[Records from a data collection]
=== Section Start ===
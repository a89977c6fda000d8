use std::sync::Arc;

use dashmap::DashMap;

use super::Executor;
use crate::catalog::schema::Schema;
use crate::error::{ConstraintKind, DbError, Result};
use crate::indexing::{index_key, HashIndex};
use crate::parser::ast::Literal;
use crate::storage::heap::HeapFile;
use crate::tuple::value::Value;
use crate::tuple::{deserialize_tuple, serialize_tuple, Tuple};

/// Casts each row's literals into typed cells, enforces primary-key and
/// unique constraints, writes the tuple to the heap and adds it to every
/// index on the table, yielding the inserted tuple with its new rid.
///
/// The whole check-insert-index-update sequence runs under the heap's
/// shared write lock, so two statements inserting the same key cannot both
/// pass their checks.
pub struct InsertExecutor {
    heap: Arc<HeapFile>,
    rows: Vec<Vec<Literal>>,
    schema: Schema,
    table: String,
    indexes: Arc<DashMap<String, Arc<HashIndex>>>,
    pos: usize,
}

struct ConstraintCheck {
    col_idx: usize,
    kind: ConstraintKind,
    name: String,
    key: String,
}

impl InsertExecutor {
    pub fn new(
        heap: Arc<HeapFile>,
        rows: Vec<Vec<Literal>>,
        schema: Schema,
        table: String,
        indexes: Arc<DashMap<String, Arc<HashIndex>>>,
    ) -> Self {
        Self {
            heap,
            rows,
            schema,
            table,
            indexes,
            pos: 0,
        }
    }

    fn build_tuple(&self, row: &[Literal]) -> Result<Tuple> {
        if row.len() != self.schema.len() {
            return Err(DbError::type_mismatch(format!(
                "expected {} values, got {}",
                self.schema.len(),
                row.len()
            )));
        }

        let mut values = Vec::with_capacity(row.len());
        for (literal, column) in row.iter().zip(self.schema.columns()) {
            let value = Value::cast_literal(literal, column.column_type).map_err(|err| {
                match err {
                    DbError::TypeMismatch { message, hint } => DbError::TypeMismatch {
                        message: format!("column {}: {}", column.name, message),
                        hint,
                    },
                    other => other,
                }
            })?;
            values.push(value);
        }

        Ok(Tuple::new(values))
    }

    /// Indexed constrained columns are probed through their index; if any
    /// constrained column has no index, one heap scan checks the rest by
    /// value equality.
    fn check_constraints(&self, tuple: &Tuple) -> Result<()> {
        let mut checks = vec![];
        for (idx, column) in self.schema.columns().iter().enumerate() {
            if column.is_primary || column.is_unique {
                checks.push(ConstraintCheck {
                    col_idx: idx,
                    kind: if column.is_primary {
                        ConstraintKind::PrimaryKey
                    } else {
                        ConstraintKind::Unique
                    },
                    name: column.name.clone(),
                    key: index_key(&self.table, &column.name),
                });
            }
        }

        if checks.is_empty() {
            return Ok(());
        }

        let mut needs_scan = false;
        for check in &checks {
            match self.indexes.get(&check.key) {
                Some(index) => {
                    if !index.get(&tuple.values()[check.col_idx]).is_empty() {
                        return Err(DbError::ConstraintViolation {
                            column: check.name.clone(),
                            kind: check.kind,
                        });
                    }
                }
                None => needs_scan = true,
            }
        }

        if !needs_scan {
            return Ok(());
        }

        let mut iter = Arc::clone(&self.heap).iter();
        while let Some((bytes, _rid)) = iter.next()? {
            let existing = deserialize_tuple(&bytes, &self.schema)?;
            for check in &checks {
                if tuple.values()[check.col_idx] == existing.values()[check.col_idx] {
                    return Err(DbError::ConstraintViolation {
                        column: check.name.clone(),
                        kind: check.kind,
                    });
                }
            }
        }

        Ok(())
    }

    fn fetch_next(&mut self) -> Result<Option<Tuple>> {
        if self.pos >= self.rows.len() {
            return Ok(None);
        }

        let mut tuple = self.build_tuple(&self.rows[self.pos])?;
        self.pos += 1;

        let _guard = self.heap.write_lock().lock().unwrap();

        self.check_constraints(&tuple)?;

        let data = serialize_tuple(&tuple);
        let rid = self.heap.insert(&data)?;

        for (value, column) in tuple.values().iter().zip(self.schema.columns()) {
            let key = index_key(&self.table, &column.name);
            if let Some(index) = self.indexes.get(&key) {
                index.insert(value.clone(), rid);
            }
        }

        tuple.rid = Some(rid);
        Ok(Some(tuple))
    }
}

impl Executor for InsertExecutor {
    fn open(&mut self) -> Result<()> {
        self.pos = 0;
        Ok(())
    }

    fn next(&mut self) -> Option<Result<Tuple>> {
        self.fetch_next().transpose()
    }

    fn close(&mut self) -> Result<()> {
        Ok(())
    }

    fn schema(&self) -> &Schema {
        &self.schema
    }
}

#[cfg(test)]
mod tests {
    use crate::error::{ConstraintKind, DbError};
    use crate::executors::tests::TestDb;

    #[test]
    fn inserted_rows_carry_their_rid() {
        let db = TestDb::new();
        db.execute("create table t (id INT, amt DECIMAL)").unwrap();

        let rows = db.execute("insert into t values (1, 10.50)").unwrap();
        assert_eq!(rows.len(), 1);
        assert_eq!(rows[0].rid, Some((0, 0)));
    }

    #[test]
    fn bad_casts_do_not_touch_the_heap() {
        let db = TestDb::new();
        db.execute("create table t (id INT, amt DECIMAL)").unwrap();

        let err = db.execute("insert into t values (1.5, 10)").unwrap_err();
        assert!(matches!(err, DbError::TypeMismatch { .. }));

        assert_eq!(db.execute("select * from t").unwrap().len(), 0);
    }

    #[test]
    fn value_count_must_match_the_schema() {
        let db = TestDb::new();
        db.execute("create table t (id INT, amt DECIMAL)").unwrap();

        let err = db.execute("insert into t values (1)").unwrap_err();
        assert!(matches!(err, DbError::TypeMismatch { .. }));
    }

    #[test]
    fn duplicate_primary_keys_are_rejected_without_an_index() {
        let db = TestDb::new();
        db.execute("create table t (id INT PRIMARY KEY, amt DECIMAL)").unwrap();
        db.execute("insert into t values (1, 10.50)").unwrap();

        let err = db.execute("insert into t values (1, 20.00)").unwrap_err();
        match err {
            DbError::ConstraintViolation { column, kind } => {
                assert_eq!(column, "id");
                assert_eq!(kind, ConstraintKind::PrimaryKey);
            }
            other => panic!("expected a constraint violation, got {:?}", other),
        }

        assert_eq!(db.execute("select * from t").unwrap().len(), 1);
    }

    #[test]
    fn duplicate_unique_values_are_rejected_via_the_index() {
        let db = TestDb::new();
        db.execute("create table u (id INT PRIMARY KEY, email STRING UNIQUE)").unwrap();
        db.execute("create index idx_u_email on u (email)").unwrap();
        db.execute("insert into u values (1, 'a@b.com')").unwrap();

        let err = db
            .execute("insert into u values (2, 'a@b.com')")
            .unwrap_err();
        match err {
            DbError::ConstraintViolation { column, kind } => {
                assert_eq!(column, "email");
                assert_eq!(kind, ConstraintKind::Unique);
            }
            other => panic!("expected a constraint violation, got {:?}", other),
        }

        // heap and index stayed unchanged
        assert_eq!(db.execute("select * from u").unwrap().len(), 1);
        assert_eq!(db.planner.index("u", "email").unwrap().len(), 1);
    }

    #[test]
    fn inserts_maintain_every_index_on_the_table() {
        let db = TestDb::new();
        db.execute("create table t (id INT, amt DECIMAL)").unwrap();
        db.execute("create index idx_t_id on t (id)").unwrap();

        db.execute("insert into t values (1, 10.50)").unwrap();
        db.execute("insert into t values (2, 20.00)").unwrap();

        let index = db.planner.index("t", "id").unwrap();
        assert_eq!(index.len(), 2);

        // an index-backed lookup sees the freshly inserted row
        let rows = db.execute("select * from t where id = 2").unwrap();
        assert_eq!(rows.len(), 1);
        assert_eq!(rows[0].as_decimal(1), "20.00");
    }

    #[test]
    fn decimal_uniqueness_is_textual() {
        let db = TestDb::new();
        db.execute("create table t (amt DECIMAL UNIQUE)").unwrap();
        db.execute("insert into t values (10.50)").unwrap();

        let err = db.execute("insert into t values (10.50)").unwrap_err();
        assert!(matches!(err, DbError::ConstraintViolation { .. }));

        // a different text form is a different value to the constraint
        db.execute("insert into t values (10.5)").unwrap();
    }
}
=== Section End ===
== ABOUT THIS TASK ==
Filter the entries above and keep only the lines with the word "format".

== ANSWER TO THIS PROBLEM ==
            return Err(DbError::type_mismatch(format!(
                        message: format!("column {}: {}", column.name, message),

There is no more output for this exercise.